Certains se montrent confiants que le gouvernement de François Legault va prendre conscience de l’ampleur du défi climatique et proposer des moyens d’y remédier ; pourtant, des faits s’accumulent qui nous permettent de douter de la volonté des caquistes de tourner le dos au modèle économique responsable de la catastrophe actuelle. Comme le rappelait récemment mon collègue Bertrand Schepper, entamer une transition économique et énergétique exige notamment que l’on ne réalise pas des projets  auxquels la CAQ s’est déjà montrée favorable. Parmi ceux-là, on compte le projet routier de troisième lien entre Lévis et Québec, qui fera augmenter le nombre de voitures sur les routes, l’exploitation pétrolière et gazière, une filière qu’il faudrait plutôt graduellement abandonner, la fracturation hydraulique et l’exploitation des hydrocarbures dans le Grand Nord, et la construction de nouveaux barrages hydroélectriques malgré les surplus actuels.

C’est sans compter que le gouvernement compte en son sein des gens qui ont montré par le passé qu’ils n’étaient pas des alliés de la lutte contre les changements climatiques. Pour n’en nommer qu’un seul, rappelons que le chef de cabinet du ministre Julien est un ancien lobbyiste de la Fédération des chambres de commerce du Québec (FCCQ). Au nom de la FCCQ, il avait entre autres « demande[r] au gouvernement de mettre en place un cadre d’exploration et d’exploitation des hydrocarbures afin que les projets en cette matière puissent aller de l’avant » et « demande[r] au gouvernement d’appuyer l’exploration pétrolière en sol québécois ».
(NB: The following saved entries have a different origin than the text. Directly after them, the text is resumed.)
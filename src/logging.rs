// this_file: src/logging.rs
//! Logging configuration and utilities

use env_logger::Builder;
use log::{Level, LevelFilter};
use std::io::Write;

/// Configure logging for debug builds
#[cfg(debug_assertions)]
pub fn default_level() -> &'static str {
    "debug"
}

/// Configure logging for release builds
#[cfg(not(debug_assertions))]
pub fn default_level() -> &'static str {
    "info"
}

/// Initialize structured logging with custom format
pub fn init_logging(level: &str, quiet: bool) {
    let level_filter = if quiet {
        LevelFilter::Error
    } else {
        match level.to_lowercase().as_str() {
            "trace" => LevelFilter::Trace,
            "debug" => LevelFilter::Debug,
            "info" => LevelFilter::Info,
            "warn" | "warning" => LevelFilter::Warn,
            "error" => LevelFilter::Error,
            "off" => LevelFilter::Off,
            _ => {
                eprintln!("Invalid log level '{}', using 'info'", level);
                LevelFilter::Info
            }
        }
    };

    let mut builder = Builder::new();
    builder.filter_level(level_filter);

    // Custom format for better readability
    builder.format(move |buf, record| {
        let level_style = match record.level() {
            Level::Error => "\x1b[31m", // Red
            Level::Warn => "\x1b[33m",  // Yellow
            Level::Info => "\x1b[32m",  // Green
            Level::Debug => "\x1b[34m", // Blue
            Level::Trace => "\x1b[35m", // Magenta
        };
        let reset = "\x1b[0m";

        writeln!(
            buf,
            "{}{:5}{} [{}] {}",
            level_style,
            record.level(),
            reset,
            record.target(),
            record.args()
        )
    });

    // Parse any environment variables
    if let Ok(rust_log) = std::env::var("RUST_LOG") {
        builder.parse_filters(&rust_log);
    }

    builder.init();
}

/// Log timing information for a pipeline stage
pub struct Timer {
    name: String,
    start: std::time::Instant,
}

impl Timer {
    /// Start a new timer
    pub fn new(name: impl Into<String>) -> Self {
        let name = name.into();
        log::trace!("Starting: {}", name);
        Self {
            name,
            start: std::time::Instant::now(),
        }
    }

    /// Log the elapsed time at the specified level
    pub fn log_elapsed(&self, level: Level) {
        let elapsed = self.start.elapsed();
        log::log!(
            level,
            "{} completed in {:.3}ms",
            self.name,
            elapsed.as_secs_f64() * 1000.0
        );
    }
}

impl Drop for Timer {
    fn drop(&mut self) {
        self.log_elapsed(Level::Debug);
    }
}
En clair, même si M. Legault et Mme Chassé se montrent à l’écoute des préoccupations de la société civile, leurs positions — et leur proximité avec certaines industries émettrices de GES — montrent qu’ils ont déjà choisi de rester dans l’économie fossile. La CAQ ne se distingue ainsi d’aucune manière des vieux partis : elle arbore des discours pro-environnementaux de façade qui cachent bien mal son intention de ne pas contraindre les entreprises et les grands pollueurs avides de profits. Quand la ministre de l’Environnement insiste pour dire que seuls les projets qui feront l’objet d’une acceptabilité sociale seront réalisés, au fond, elle est en train de dire que son rôle sera de travailler à rendre acceptables des projets qui, d’un point de vue environnemental, ne le sont tout simplement pas.
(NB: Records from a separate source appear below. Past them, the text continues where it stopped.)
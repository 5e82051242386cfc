// this_file: src/font.rs
//! Font collaborators: metrics, glyph rasterization and face pools.
//!
//! The pipeline only needs three things from a font handle: the ink extent
//! of a word net of its internal offset, that offset, and the ability to
//! render the word onto a gray canvas in a given color. `ScaledFont`
//! implements this with skrifa outlines rasterized through zeno;
//! `FontLibrary` loads faces from disk and hands out randomly sized handles.

use crate::error::{Error, Result};
use image::GrayImage;
use log::{debug, warn};
use memmap2::Mmap;
use rand::{Rng, RngCore};
use read_fonts::types::GlyphId;
use skrifa::instance::{LocationRef, Size};
use skrifa::outline::{DrawSettings, OutlinePen};
use skrifa::{FontRef, MetadataProvider};
use std::fs::File;
use std::path::{Path, PathBuf};
use std::sync::Arc;
use zeno::{Command, Mask, Transform};

/// Pixel sizes drawn per sample when picking a font.
const MIN_PX_SIZE: u32 = 20;
const MAX_PX_SIZE: u32 = 30;

/// A sized font handle, opaque to the renderer.
pub trait Font: Send + Sync {
    /// Ink extent of the word (width, height), net of the internal offset.
    fn measure(&self, word: &str) -> Result<(u32, u32)>;

    /// Offset of the word's ink from the pen origin (dx, dy).
    fn offset(&self, word: &str) -> Result<(i32, i32)>;

    /// Render the word onto the image with its pen origin at `position`,
    /// blending glyph coverage toward `color`.
    fn render(&self, image: &mut GrayImage, position: (i32, i32), word: &str, color: u8)
        -> Result<()>;
}

/// Source of per-sample font handles.
pub trait FontPool: Send + Sync {
    /// Pick a font for the word, returning the handle and the measured
    /// word size.
    fn pick(&self, word: &str, rng: &mut dyn RngCore) -> Result<(Box<dyn Font>, (u32, u32))>;
}

enum FontData {
    Mapped(Mmap),
    Owned(Vec<u8>),
}

impl FontData {
    fn as_bytes(&self) -> &[u8] {
        match self {
            FontData::Mapped(map) => map,
            FontData::Owned(data) => data,
        }
    }
}

/// A loaded and validated font face, shared between sized handles.
pub struct FontFace {
    path: PathBuf,
    data: FontData,
}

impl FontFace {
    /// Memory-map a font file and validate that it parses.
    pub fn from_file(path: impl AsRef<Path>) -> Result<Self> {
        let path = path.as_ref();
        let file = File::open(path)
            .map_err(|e| Error::Resource(format!("cannot open font {}: {}", path.display(), e)))?;
        // The mapping stays valid for the life of the face; fonts are not
        // expected to change on disk while a job runs.
        let map = unsafe { Mmap::map(&file) }
            .map_err(|e| Error::Resource(format!("cannot map font {}: {}", path.display(), e)))?;
        if map.is_empty() {
            return Err(Error::Resource(format!(
                "font file {} is empty",
                path.display()
            )));
        }
        FontRef::new(&map)
            .map_err(|e| Error::Font(format!("cannot parse font {}: {}", path.display(), e)))?;
        debug!("Loaded font: {}", path.display());
        Ok(Self {
            path: path.to_path_buf(),
            data: FontData::Mapped(map),
        })
    }

    /// Wrap already-loaded font bytes.
    pub fn from_bytes(data: Vec<u8>) -> Result<Self> {
        FontRef::new(&data).map_err(|e| Error::Font(format!("cannot parse font data: {}", e)))?;
        Ok(Self {
            path: PathBuf::from("<memory>"),
            data: FontData::Owned(data),
        })
    }

    pub fn path(&self) -> &Path {
        &self.path
    }

    fn font_ref(&self) -> Result<FontRef<'_>> {
        FontRef::new(self.data.as_bytes())
            .map_err(|e| Error::Font(format!("cannot re-parse font {}: {}", self.path.display(), e)))
    }
}

/// A face bound to a pixel size.
pub struct ScaledFont {
    face: Arc<FontFace>,
    px: f32,
}

/// Placement of one glyph's ink within the word layout.
struct PlacedGlyph {
    glyph_id: GlyphId,
    /// Pen x position at which the glyph starts, in pixels.
    pen_x: f32,
    /// Ink bounds relative to the pen position, y-up around the baseline.
    x_min: f32,
    x_max: f32,
    y_min: f32,
    y_max: f32,
}

/// Word layout: placed glyphs plus the ink rectangle in y-down layout
/// coordinates (origin at the pen start, baseline at `ascent`).
struct WordLayout {
    glyphs: Vec<PlacedGlyph>,
    ascent: f32,
    ink_x0: f32,
    ink_y0: f32,
    ink_x1: f32,
    ink_y1: f32,
}

impl ScaledFont {
    pub fn new(face: Arc<FontFace>, px: f32) -> Result<Self> {
        if px <= 0.0 {
            return Err(Error::Configuration(format!(
                "font pixel size must be positive, got {}",
                px
            )));
        }
        Ok(Self { face, px })
    }

    pub fn px(&self) -> f32 {
        self.px
    }

    fn layout(&self, word: &str) -> Result<WordLayout> {
        let font = self.face.font_ref()?;
        let size = Size::new(self.px);
        let location = LocationRef::default();
        let charmap = font.charmap();
        let glyph_metrics = font.glyph_metrics(size, location);
        let metrics = font.metrics(size, location);
        let outlines = font.outline_glyphs();

        let mut glyphs = Vec::new();
        let mut pen_x = 0.0f32;
        let mut ink_x0 = f32::INFINITY;
        let mut ink_y0 = f32::INFINITY;
        let mut ink_x1 = f32::NEG_INFINITY;
        let mut ink_y1 = f32::NEG_INFINITY;

        for ch in word.chars() {
            let Some(glyph_id) = charmap.map(ch) else {
                warn!(
                    "font {} has no glyph for {:?}, skipping",
                    self.face.path.display(),
                    ch
                );
                continue;
            };
            let advance = glyph_metrics.advance_width(glyph_id).unwrap_or(self.px * 0.5);

            if let Some(outline) = outlines.get(glyph_id) {
                let mut bounds = BoundsPen::default();
                let settings = DrawSettings::unhinted(size, location);
                let _ = outline.draw(settings, &mut bounds);
                if let Some((x_min, y_min, x_max, y_max)) = bounds.bounds() {
                    ink_x0 = ink_x0.min(pen_x + x_min);
                    ink_x1 = ink_x1.max(pen_x + x_max);
                    // Convert y-up outline coords to y-down layout coords.
                    ink_y0 = ink_y0.min(metrics.ascent - y_max);
                    ink_y1 = ink_y1.max(metrics.ascent - y_min);
                    glyphs.push(PlacedGlyph {
                        glyph_id,
                        pen_x,
                        x_min,
                        x_max,
                        y_min,
                        y_max,
                    });
                }
            }
            pen_x += advance;
        }

        if glyphs.is_empty() {
            return Err(Error::Font(format!(
                "word {:?} has no visible ink in font {}",
                word,
                self.face.path.display()
            )));
        }

        Ok(WordLayout {
            glyphs,
            ascent: metrics.ascent,
            ink_x0,
            ink_y0,
            ink_x1,
            ink_y1,
        })
    }
}

impl Font for ScaledFont {
    fn measure(&self, word: &str) -> Result<(u32, u32)> {
        let layout = self.layout(word)?;
        let width = layout.ink_x1.ceil() - layout.ink_x0.floor();
        let height = layout.ink_y1.ceil() - layout.ink_y0.floor();
        Ok((width.max(0.0) as u32, height.max(0.0) as u32))
    }

    fn offset(&self, word: &str) -> Result<(i32, i32)> {
        let layout = self.layout(word)?;
        Ok((layout.ink_x0.floor() as i32, layout.ink_y0.floor() as i32))
    }

    fn render(
        &self,
        image: &mut GrayImage,
        position: (i32, i32),
        word: &str,
        color: u8,
    ) -> Result<()> {
        let font = self.face.font_ref()?;
        let size = Size::new(self.px);
        let location = LocationRef::default();
        let outlines = font.outline_glyphs();
        let layout = self.layout(word)?;
        let baseline_y = position.1 + layout.ascent.round() as i32;

        for placed in &layout.glyphs {
            let Some(outline) = outlines.get(placed.glyph_id) else {
                continue;
            };
            let mut pen = ZenoPen::default();
            let settings = DrawSettings::unhinted(size, location);
            outline
                .draw(settings, &mut pen)
                .map_err(|e| Error::Font(format!("outline extraction failed: {:?}", e)))?;
            let path = pen.build();

            let left = placed.x_min.floor();
            let top = placed.y_max.ceil();
            let mask_w = (placed.x_max.ceil() - left).max(0.0) as u32;
            let mask_h = (top - placed.y_min.floor()).max(0.0) as u32;
            if mask_w == 0 || mask_h == 0 {
                continue;
            }

            // ZenoPen emits y-down commands, so shifting by the ink top
            // puts the glyph at the mask origin.
            let transform = Transform::translation(-left, top);
            let (mask, _placement) = Mask::new(&path)
                .transform(Some(transform))
                .size(mask_w, mask_h)
                .render();

            let origin_x = position.0 + (placed.pen_x + left) as i32;
            let origin_y = baseline_y - top as i32;
            blit_mask(image, &mask, mask_w, mask_h, origin_x, origin_y, color);
        }
        Ok(())
    }
}

/// Blend an alpha mask toward `color` at the given image position, skipping
/// out-of-bounds rows and columns.
fn blit_mask(
    image: &mut GrayImage,
    mask: &[u8],
    mask_w: u32,
    mask_h: u32,
    origin_x: i32,
    origin_y: i32,
    color: u8,
) {
    let (img_w, img_h) = image.dimensions();
    for my in 0..mask_h {
        let dst_y = origin_y + my as i32;
        if dst_y < 0 || dst_y >= img_h as i32 {
            continue;
        }
        for mx in 0..mask_w {
            let dst_x = origin_x + mx as i32;
            if dst_x < 0 || dst_x >= img_w as i32 {
                continue;
            }
            let alpha = mask[(my * mask_w + mx) as usize] as u16;
            if alpha == 0 {
                continue;
            }
            let pixel = image.get_pixel_mut(dst_x as u32, dst_y as u32);
            let bg = pixel[0] as u16;
            let fg = color as u16;
            pixel[0] = ((bg * (255 - alpha) + fg * alpha) / 255) as u8;
        }
    }
}

/// Pen that accumulates the ink bounding box of an outline (y-up).
#[derive(Default)]
struct BoundsPen {
    min_x: f32,
    max_x: f32,
    min_y: f32,
    max_y: f32,
    has_points: bool,
}

impl BoundsPen {
    fn bounds(&self) -> Option<(f32, f32, f32, f32)> {
        if self.has_points && self.min_x < self.max_x && self.min_y < self.max_y {
            Some((self.min_x, self.min_y, self.max_x, self.max_y))
        } else {
            None
        }
    }

    fn update(&mut self, x: f32, y: f32) {
        if !self.has_points {
            self.min_x = x;
            self.max_x = x;
            self.min_y = y;
            self.max_y = y;
            self.has_points = true;
        } else {
            self.min_x = self.min_x.min(x);
            self.max_x = self.max_x.max(x);
            self.min_y = self.min_y.min(y);
            self.max_y = self.max_y.max(y);
        }
    }
}

impl OutlinePen for BoundsPen {
    fn move_to(&mut self, x: f32, y: f32) {
        self.update(x, y);
    }

    fn line_to(&mut self, x: f32, y: f32) {
        self.update(x, y);
    }

    fn quad_to(&mut self, cx: f32, cy: f32, x: f32, y: f32) {
        self.update(cx, cy);
        self.update(x, y);
    }

    fn curve_to(&mut self, cx0: f32, cy0: f32, cx1: f32, cy1: f32, x: f32, y: f32) {
        self.update(cx0, cy0);
        self.update(cx1, cy1);
        self.update(x, y);
    }

    fn close(&mut self) {}
}

/// Pen that collects zeno path commands, flipping the y axis so the path is
/// y-down with the baseline at 0.
#[derive(Default)]
struct ZenoPen {
    commands: Vec<Command>,
}

impl ZenoPen {
    fn build(self) -> Vec<Command> {
        self.commands
    }
}

impl OutlinePen for ZenoPen {
    fn move_to(&mut self, x: f32, y: f32) {
        self.commands.push(Command::MoveTo((x, -y).into()));
    }

    fn line_to(&mut self, x: f32, y: f32) {
        self.commands.push(Command::LineTo((x, -y).into()));
    }

    fn quad_to(&mut self, cx: f32, cy: f32, x: f32, y: f32) {
        self.commands
            .push(Command::QuadTo((cx, -cy).into(), (x, -y).into()));
    }

    fn curve_to(&mut self, cx0: f32, cy0: f32, cx1: f32, cy1: f32, x: f32, y: f32) {
        self.commands.push(Command::CurveTo(
            (cx0, -cy0).into(),
            (cx1, -cy1).into(),
            (x, -y).into(),
        ));
    }

    fn close(&mut self) {
        self.commands.push(Command::Close);
    }
}

/// A directory-backed pool of font faces.
pub struct FontLibrary {
    faces: Vec<Arc<FontFace>>,
}

impl FontLibrary {
    /// Load every `.ttf`/`.otf` file in a directory.
    pub fn load_dir(dir: impl AsRef<Path>) -> Result<Self> {
        let dir = dir.as_ref();
        let mut faces = Vec::new();
        for entry in std::fs::read_dir(dir)? {
            let path = entry?.path();
            let is_font = path
                .extension()
                .and_then(|ext| ext.to_str())
                .map(|ext| matches!(ext.to_ascii_lowercase().as_str(), "ttf" | "otf"))
                .unwrap_or(false);
            if !is_font {
                continue;
            }
            match FontFace::from_file(&path) {
                Ok(face) => faces.push(Arc::new(face)),
                Err(e) => warn!("skipping font {}: {}", path.display(), e),
            }
        }
        Self::from_faces(faces)
    }

    pub fn from_faces(faces: Vec<Arc<FontFace>>) -> Result<Self> {
        if faces.is_empty() {
            return Err(Error::Configuration("font pool is empty".into()));
        }
        Ok(Self { faces })
    }

    pub fn len(&self) -> usize {
        self.faces.len()
    }

    pub fn is_empty(&self) -> bool {
        self.faces.is_empty()
    }
}

impl FontPool for FontLibrary {
    fn pick(&self, word: &str, rng: &mut dyn RngCore) -> Result<(Box<dyn Font>, (u32, u32))> {
        let face = self.faces[rng.random_range(0..self.faces.len())].clone();
        let px = rng.random_range(MIN_PX_SIZE..=MAX_PX_SIZE) as f32;
        let font = ScaledFont::new(face, px)?;
        let size = font.measure(word)?;
        Ok((Box::new(font), size))
    }
}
Si toutefois Mme Chassé choisissait de devenir une alliée de la préservation de l’environnement, elle pourrait commencer par lire le plan de transition énergétique dévoilé cette année par le précédent gouvernement. Ce plan a été conçu par Transtion énergétique Québec pour « [servir] de cadre à un vaste chantier qui nous mènera vers un avenir sobre en carbone ». Il fixe des objectifs de réduction de l’intensité énergétique et propose des mesures et un échéancier détaillé qui touchent à différents secteurs-clés de la société et de l’économie : l’aménagement du territoire, le transport des personnes et des marchandises, l’industrie, et les bâtiments résidentiels, commerciaux et institutionnels. Ce plan n’est pas révolutionnaire, il ne remet pas en cause le dogme de la croissance, mais il propose une base pertinente pour un gouvernement qui dit prendre au sérieux la question des changements climatiques.

La ministre de l’Environnement aurait aussi intérêt à dépoussiérer le rapport « Maîtriser notre avenir énergétique » de Normand Mousseau et Roger Lanoue, un document commandé par le gouvernement de Pauline Marois en 2013 et tabletté rapidement après sa publication début 2014. Ce rapport montre que la solution pour freiner le dérèglement climatique actuel passe par une maîtrise de nos ressources énergétiques — et non par leur exploitation accrue.

Pour freiner l’ampleur de la catastrophe climatique en cours, Mme Chassé devrait cependant pousser l’audace jusqu’à remettre en question le cheval de bataille de son parti: la croissance économique. Car, comme le soulignait récemment Yves-Marie Abraham, professeur au département de management à HEC Montréal, l’économie capitaliste ne sera jamais compatible avec la nécessaire réduction de notre empreinte écologique et l’impératif de protéger les écosystèmes planétaires.